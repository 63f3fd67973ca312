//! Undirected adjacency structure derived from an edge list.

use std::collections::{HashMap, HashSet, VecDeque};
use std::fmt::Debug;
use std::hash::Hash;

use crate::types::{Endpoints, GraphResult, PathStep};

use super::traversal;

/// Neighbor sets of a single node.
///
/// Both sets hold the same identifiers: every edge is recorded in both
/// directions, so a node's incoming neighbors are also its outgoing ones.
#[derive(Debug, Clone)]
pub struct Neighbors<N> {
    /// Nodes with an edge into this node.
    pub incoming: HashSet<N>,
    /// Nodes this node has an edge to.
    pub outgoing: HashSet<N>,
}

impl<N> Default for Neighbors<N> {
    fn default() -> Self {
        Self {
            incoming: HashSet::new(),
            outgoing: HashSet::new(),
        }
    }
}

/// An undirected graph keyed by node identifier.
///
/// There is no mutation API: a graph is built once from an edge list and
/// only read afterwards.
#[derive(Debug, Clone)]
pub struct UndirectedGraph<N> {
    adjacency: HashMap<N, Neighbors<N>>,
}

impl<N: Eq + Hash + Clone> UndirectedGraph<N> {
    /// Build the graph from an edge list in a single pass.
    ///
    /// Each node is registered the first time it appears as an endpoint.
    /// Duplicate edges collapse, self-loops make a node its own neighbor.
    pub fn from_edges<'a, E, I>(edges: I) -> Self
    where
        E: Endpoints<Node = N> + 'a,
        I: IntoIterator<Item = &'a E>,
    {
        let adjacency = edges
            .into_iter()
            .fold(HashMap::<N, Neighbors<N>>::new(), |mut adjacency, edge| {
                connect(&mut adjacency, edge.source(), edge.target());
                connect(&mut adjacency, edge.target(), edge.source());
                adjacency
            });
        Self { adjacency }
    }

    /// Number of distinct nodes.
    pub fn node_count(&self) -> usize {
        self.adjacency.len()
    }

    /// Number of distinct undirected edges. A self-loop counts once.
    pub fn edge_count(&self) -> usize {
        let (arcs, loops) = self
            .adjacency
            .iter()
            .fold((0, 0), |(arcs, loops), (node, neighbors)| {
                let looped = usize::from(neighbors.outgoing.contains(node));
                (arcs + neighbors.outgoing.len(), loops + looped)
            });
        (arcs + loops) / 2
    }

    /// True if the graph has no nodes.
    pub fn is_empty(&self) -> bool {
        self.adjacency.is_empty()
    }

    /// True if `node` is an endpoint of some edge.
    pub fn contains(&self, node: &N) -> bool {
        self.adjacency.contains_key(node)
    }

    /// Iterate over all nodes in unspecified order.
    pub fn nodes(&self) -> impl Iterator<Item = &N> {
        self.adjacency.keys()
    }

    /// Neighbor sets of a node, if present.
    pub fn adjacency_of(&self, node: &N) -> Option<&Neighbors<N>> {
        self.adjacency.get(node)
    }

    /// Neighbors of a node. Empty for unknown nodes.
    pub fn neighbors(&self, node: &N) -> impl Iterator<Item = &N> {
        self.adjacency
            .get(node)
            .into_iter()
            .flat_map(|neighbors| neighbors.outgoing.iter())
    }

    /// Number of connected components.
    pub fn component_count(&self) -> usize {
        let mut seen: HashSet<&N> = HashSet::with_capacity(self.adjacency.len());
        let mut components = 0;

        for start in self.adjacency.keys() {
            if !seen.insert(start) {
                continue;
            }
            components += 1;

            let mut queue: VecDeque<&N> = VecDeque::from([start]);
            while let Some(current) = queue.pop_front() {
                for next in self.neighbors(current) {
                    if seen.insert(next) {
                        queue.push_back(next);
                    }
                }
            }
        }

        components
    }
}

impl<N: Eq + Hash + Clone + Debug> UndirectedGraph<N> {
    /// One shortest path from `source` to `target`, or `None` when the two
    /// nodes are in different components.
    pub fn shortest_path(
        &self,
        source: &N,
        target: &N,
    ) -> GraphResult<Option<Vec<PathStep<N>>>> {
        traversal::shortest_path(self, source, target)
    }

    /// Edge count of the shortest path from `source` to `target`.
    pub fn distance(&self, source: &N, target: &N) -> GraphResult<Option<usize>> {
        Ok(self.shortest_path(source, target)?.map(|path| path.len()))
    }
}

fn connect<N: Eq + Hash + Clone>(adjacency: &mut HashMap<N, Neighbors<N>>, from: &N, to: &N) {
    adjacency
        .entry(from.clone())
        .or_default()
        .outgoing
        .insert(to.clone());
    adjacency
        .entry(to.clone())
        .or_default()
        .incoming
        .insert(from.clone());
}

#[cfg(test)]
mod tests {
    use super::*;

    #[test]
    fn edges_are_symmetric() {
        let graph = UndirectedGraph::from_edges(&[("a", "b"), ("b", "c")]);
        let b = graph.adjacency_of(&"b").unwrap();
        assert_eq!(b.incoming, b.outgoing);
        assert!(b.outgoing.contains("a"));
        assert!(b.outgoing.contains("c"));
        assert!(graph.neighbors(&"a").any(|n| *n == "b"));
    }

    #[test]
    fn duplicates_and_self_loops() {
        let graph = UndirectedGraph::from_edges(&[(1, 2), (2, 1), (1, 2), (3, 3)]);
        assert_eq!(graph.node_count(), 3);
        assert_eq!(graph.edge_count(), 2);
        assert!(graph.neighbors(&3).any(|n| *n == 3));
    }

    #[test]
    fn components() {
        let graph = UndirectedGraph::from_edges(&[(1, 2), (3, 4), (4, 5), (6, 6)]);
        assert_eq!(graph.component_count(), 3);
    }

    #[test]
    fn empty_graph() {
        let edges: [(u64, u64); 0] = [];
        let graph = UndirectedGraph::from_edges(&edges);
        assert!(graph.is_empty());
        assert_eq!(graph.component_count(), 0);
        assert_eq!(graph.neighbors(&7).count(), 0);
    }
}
_ _ _ _ _ _ _
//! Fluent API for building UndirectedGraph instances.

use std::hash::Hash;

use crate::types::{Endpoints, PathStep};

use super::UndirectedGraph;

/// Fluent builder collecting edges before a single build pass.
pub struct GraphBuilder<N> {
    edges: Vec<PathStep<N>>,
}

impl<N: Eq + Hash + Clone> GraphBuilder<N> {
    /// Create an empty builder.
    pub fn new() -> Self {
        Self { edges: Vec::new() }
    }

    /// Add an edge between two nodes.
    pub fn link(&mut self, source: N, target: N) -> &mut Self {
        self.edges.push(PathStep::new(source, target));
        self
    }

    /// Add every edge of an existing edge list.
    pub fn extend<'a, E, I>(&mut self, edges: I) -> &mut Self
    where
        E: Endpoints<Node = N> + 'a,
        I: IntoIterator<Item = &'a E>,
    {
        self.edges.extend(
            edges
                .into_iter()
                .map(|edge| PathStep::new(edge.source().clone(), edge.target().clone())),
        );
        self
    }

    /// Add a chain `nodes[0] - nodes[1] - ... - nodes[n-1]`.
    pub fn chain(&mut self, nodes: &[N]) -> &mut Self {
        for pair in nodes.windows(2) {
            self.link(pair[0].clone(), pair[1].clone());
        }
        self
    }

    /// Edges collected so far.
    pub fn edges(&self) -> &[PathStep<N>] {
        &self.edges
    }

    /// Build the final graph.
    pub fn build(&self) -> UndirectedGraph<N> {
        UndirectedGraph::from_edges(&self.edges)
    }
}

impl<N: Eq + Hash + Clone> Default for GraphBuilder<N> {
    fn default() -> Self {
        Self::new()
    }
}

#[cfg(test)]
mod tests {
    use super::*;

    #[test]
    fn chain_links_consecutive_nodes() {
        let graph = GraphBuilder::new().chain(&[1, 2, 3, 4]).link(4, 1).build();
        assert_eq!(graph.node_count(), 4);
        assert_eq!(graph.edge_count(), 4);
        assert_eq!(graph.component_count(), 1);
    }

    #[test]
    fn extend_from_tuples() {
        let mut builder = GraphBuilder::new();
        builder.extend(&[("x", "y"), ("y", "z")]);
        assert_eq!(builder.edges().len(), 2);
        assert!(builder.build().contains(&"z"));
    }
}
_ _ _ _ _ _ _
- **Aim of the exercise**
All that should be written out is the stretch of lines above between the one holding "self.adjacency.contains_key(node)" and the one holding "node, if present.", inclusive, exactly as given.

- **Output below**
        self.adjacency.contains_key(node)
    }

    /// Iterate over all nodes in unspecified order.
    pub fn nodes(&self) -> impl Iterator<Item = &N> {
        self.adjacency.keys()
    }

    /// Neighbor sets of a node, if present.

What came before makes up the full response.